__YOUR TASK__
Copy each line below that contains "expired".

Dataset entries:
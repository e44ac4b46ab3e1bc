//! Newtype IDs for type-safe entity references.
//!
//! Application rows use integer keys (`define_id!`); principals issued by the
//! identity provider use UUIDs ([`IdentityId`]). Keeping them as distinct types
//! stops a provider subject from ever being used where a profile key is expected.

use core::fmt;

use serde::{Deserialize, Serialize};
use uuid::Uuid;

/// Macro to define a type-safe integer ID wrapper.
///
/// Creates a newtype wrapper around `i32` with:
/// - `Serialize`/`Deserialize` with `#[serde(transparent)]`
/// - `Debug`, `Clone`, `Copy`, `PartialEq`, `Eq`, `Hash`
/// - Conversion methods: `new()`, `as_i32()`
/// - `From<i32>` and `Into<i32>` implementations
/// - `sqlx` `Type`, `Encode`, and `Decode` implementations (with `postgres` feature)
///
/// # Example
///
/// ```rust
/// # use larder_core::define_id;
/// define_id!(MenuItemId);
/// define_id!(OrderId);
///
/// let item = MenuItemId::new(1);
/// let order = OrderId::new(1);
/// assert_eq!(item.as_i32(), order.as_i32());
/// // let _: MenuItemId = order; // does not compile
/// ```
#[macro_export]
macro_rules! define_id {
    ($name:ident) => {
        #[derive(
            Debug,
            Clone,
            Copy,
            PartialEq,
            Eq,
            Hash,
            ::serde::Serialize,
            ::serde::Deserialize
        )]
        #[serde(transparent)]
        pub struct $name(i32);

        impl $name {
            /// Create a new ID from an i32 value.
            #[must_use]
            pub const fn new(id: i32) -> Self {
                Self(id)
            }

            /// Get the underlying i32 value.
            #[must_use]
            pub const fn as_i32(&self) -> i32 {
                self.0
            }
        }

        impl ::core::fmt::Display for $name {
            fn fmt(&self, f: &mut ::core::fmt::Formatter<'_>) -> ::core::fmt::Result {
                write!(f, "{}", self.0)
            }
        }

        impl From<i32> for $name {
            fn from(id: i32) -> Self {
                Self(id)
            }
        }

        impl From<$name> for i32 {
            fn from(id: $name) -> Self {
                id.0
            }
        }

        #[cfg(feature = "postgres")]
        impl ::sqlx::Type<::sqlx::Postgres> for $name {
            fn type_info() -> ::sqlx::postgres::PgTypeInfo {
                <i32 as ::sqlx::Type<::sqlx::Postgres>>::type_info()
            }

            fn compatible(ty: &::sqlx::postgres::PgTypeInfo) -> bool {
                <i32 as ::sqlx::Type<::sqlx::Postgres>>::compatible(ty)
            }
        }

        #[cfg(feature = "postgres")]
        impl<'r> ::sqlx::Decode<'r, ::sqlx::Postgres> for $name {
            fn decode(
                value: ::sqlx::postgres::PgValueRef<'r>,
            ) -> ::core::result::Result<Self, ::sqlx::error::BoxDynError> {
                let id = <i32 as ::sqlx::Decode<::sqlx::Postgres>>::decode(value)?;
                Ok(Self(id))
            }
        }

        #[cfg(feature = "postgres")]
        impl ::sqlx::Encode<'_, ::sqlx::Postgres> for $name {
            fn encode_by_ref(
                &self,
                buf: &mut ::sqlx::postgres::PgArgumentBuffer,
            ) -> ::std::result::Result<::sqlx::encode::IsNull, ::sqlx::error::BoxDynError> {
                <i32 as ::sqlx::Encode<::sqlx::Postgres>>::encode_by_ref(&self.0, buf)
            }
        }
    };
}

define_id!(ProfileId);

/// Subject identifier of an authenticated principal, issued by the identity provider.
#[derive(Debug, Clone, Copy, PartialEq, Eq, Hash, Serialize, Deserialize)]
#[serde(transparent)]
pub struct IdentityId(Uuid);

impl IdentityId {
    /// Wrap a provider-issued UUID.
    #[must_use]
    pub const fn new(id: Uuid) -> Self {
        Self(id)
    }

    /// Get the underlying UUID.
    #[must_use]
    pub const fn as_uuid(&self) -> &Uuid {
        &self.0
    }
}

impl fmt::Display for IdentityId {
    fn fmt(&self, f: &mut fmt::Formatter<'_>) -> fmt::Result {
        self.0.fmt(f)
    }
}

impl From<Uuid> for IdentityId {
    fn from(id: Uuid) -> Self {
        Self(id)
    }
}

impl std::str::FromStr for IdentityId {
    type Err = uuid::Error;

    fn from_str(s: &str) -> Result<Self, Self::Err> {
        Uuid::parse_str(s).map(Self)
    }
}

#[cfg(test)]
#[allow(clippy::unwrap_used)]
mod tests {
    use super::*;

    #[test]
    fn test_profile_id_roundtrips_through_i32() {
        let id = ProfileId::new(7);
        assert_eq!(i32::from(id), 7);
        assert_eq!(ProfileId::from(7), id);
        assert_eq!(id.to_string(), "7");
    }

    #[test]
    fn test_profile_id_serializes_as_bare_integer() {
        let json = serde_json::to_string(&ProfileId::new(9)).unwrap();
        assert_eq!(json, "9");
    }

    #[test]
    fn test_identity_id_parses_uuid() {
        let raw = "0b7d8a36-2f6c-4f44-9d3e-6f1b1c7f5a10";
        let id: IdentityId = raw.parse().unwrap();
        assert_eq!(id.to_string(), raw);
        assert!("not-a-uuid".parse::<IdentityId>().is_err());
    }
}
---
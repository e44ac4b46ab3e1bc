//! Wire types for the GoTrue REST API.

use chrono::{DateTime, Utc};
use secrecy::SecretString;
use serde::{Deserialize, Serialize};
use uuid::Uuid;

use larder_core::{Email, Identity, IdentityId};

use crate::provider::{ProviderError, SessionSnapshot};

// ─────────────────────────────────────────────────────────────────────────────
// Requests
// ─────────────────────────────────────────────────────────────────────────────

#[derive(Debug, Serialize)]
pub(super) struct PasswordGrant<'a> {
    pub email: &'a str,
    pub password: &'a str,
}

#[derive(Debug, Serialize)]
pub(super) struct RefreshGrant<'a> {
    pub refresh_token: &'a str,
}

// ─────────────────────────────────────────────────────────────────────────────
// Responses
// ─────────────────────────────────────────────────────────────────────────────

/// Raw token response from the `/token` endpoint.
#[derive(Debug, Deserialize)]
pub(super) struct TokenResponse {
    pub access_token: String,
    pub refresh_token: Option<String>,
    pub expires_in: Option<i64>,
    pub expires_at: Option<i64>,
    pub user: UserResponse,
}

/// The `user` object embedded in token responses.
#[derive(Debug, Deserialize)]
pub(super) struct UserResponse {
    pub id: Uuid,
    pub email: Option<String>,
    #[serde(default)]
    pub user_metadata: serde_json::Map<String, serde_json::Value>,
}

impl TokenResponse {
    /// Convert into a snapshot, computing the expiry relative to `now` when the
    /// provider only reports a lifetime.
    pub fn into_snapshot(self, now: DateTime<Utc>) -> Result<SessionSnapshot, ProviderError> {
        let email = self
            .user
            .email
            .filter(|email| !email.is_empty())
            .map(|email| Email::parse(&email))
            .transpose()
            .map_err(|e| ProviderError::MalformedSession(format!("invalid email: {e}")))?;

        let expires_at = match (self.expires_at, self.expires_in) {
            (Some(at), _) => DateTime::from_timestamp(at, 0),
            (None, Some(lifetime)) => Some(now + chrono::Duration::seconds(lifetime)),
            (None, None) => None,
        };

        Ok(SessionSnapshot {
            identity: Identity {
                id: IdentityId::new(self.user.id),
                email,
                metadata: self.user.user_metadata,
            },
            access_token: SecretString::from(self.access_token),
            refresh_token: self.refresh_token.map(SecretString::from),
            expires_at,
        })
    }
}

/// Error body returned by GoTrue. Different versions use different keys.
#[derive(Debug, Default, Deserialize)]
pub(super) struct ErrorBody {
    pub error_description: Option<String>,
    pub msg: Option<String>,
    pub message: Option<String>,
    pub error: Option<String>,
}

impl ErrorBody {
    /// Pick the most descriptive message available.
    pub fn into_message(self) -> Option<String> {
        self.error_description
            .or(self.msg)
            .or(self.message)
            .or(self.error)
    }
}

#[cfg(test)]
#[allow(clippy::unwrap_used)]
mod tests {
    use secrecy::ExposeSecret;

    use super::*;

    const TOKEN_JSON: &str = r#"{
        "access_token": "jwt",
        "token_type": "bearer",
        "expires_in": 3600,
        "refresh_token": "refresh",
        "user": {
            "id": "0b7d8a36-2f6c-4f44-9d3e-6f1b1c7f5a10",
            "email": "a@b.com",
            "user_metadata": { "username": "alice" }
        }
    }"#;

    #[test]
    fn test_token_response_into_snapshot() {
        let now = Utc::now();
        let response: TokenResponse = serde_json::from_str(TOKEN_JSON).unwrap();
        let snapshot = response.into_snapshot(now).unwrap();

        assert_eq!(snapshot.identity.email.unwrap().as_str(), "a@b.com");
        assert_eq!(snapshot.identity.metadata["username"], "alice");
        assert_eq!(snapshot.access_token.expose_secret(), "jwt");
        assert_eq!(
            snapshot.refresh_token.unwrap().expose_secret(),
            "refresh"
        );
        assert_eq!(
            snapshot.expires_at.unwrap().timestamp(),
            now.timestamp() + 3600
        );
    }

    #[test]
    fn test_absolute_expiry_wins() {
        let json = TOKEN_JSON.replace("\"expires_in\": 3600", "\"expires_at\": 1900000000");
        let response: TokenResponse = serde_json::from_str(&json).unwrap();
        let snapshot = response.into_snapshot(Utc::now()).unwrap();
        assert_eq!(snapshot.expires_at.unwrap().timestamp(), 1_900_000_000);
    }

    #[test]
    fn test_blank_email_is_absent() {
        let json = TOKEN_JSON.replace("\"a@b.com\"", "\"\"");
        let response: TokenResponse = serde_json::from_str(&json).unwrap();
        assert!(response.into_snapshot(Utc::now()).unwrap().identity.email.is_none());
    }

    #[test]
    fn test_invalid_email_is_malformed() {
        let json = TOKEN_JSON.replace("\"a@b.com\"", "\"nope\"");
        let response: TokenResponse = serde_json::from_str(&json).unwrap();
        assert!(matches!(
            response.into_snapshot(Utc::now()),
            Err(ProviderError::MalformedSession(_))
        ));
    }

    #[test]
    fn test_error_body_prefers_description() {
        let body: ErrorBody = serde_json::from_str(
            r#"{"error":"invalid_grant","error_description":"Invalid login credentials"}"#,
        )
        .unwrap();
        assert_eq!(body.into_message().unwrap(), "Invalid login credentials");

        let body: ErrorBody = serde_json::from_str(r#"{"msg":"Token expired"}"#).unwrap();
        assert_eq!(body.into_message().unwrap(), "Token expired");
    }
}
* * *
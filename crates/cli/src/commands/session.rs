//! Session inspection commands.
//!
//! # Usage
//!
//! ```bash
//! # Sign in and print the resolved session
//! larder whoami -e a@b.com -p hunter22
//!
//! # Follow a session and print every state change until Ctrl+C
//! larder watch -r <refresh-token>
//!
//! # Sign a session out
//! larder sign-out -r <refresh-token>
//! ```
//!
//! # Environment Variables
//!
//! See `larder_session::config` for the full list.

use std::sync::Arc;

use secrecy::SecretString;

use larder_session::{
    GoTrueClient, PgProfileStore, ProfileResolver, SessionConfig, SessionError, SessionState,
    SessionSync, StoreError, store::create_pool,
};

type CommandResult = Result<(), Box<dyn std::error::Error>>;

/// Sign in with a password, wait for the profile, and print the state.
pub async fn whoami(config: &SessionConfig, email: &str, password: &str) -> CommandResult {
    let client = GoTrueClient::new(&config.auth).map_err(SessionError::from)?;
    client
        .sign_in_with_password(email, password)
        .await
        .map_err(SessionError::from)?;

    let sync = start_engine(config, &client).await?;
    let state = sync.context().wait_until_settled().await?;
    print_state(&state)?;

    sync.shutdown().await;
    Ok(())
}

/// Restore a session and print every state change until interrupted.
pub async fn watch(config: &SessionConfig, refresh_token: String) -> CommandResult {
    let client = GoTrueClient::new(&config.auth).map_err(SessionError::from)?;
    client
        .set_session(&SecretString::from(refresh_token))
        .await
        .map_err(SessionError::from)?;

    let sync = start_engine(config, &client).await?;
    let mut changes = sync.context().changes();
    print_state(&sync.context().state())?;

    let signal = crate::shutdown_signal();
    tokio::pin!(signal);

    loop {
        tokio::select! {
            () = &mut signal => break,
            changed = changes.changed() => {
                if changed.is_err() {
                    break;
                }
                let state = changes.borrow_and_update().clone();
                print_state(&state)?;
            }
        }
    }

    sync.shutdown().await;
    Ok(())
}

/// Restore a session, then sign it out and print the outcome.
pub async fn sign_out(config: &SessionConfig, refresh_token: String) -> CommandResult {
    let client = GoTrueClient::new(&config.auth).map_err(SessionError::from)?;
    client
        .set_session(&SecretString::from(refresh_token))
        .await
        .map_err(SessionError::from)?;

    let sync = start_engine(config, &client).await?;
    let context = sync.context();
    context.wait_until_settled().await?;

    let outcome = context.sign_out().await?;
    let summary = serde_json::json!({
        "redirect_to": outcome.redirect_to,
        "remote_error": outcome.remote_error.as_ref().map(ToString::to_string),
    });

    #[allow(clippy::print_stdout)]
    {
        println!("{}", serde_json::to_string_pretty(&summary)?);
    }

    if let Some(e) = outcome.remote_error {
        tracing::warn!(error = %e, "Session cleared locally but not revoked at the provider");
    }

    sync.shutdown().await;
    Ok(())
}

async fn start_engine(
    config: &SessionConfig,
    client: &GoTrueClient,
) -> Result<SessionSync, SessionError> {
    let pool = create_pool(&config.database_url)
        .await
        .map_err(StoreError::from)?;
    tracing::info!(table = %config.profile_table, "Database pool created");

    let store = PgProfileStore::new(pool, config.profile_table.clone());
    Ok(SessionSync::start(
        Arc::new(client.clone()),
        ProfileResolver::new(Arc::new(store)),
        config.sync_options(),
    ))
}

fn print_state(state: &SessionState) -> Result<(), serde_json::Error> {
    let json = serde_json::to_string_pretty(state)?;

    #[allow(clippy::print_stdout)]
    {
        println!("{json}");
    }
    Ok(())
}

__SOLUTION FOR THIS PROBLEM__
        let body: ErrorBody = serde_json::from_str(r#"{"msg":"Token expired"}"#).unwrap();
        assert_eq!(body.into_message().unwrap(), "Token expired");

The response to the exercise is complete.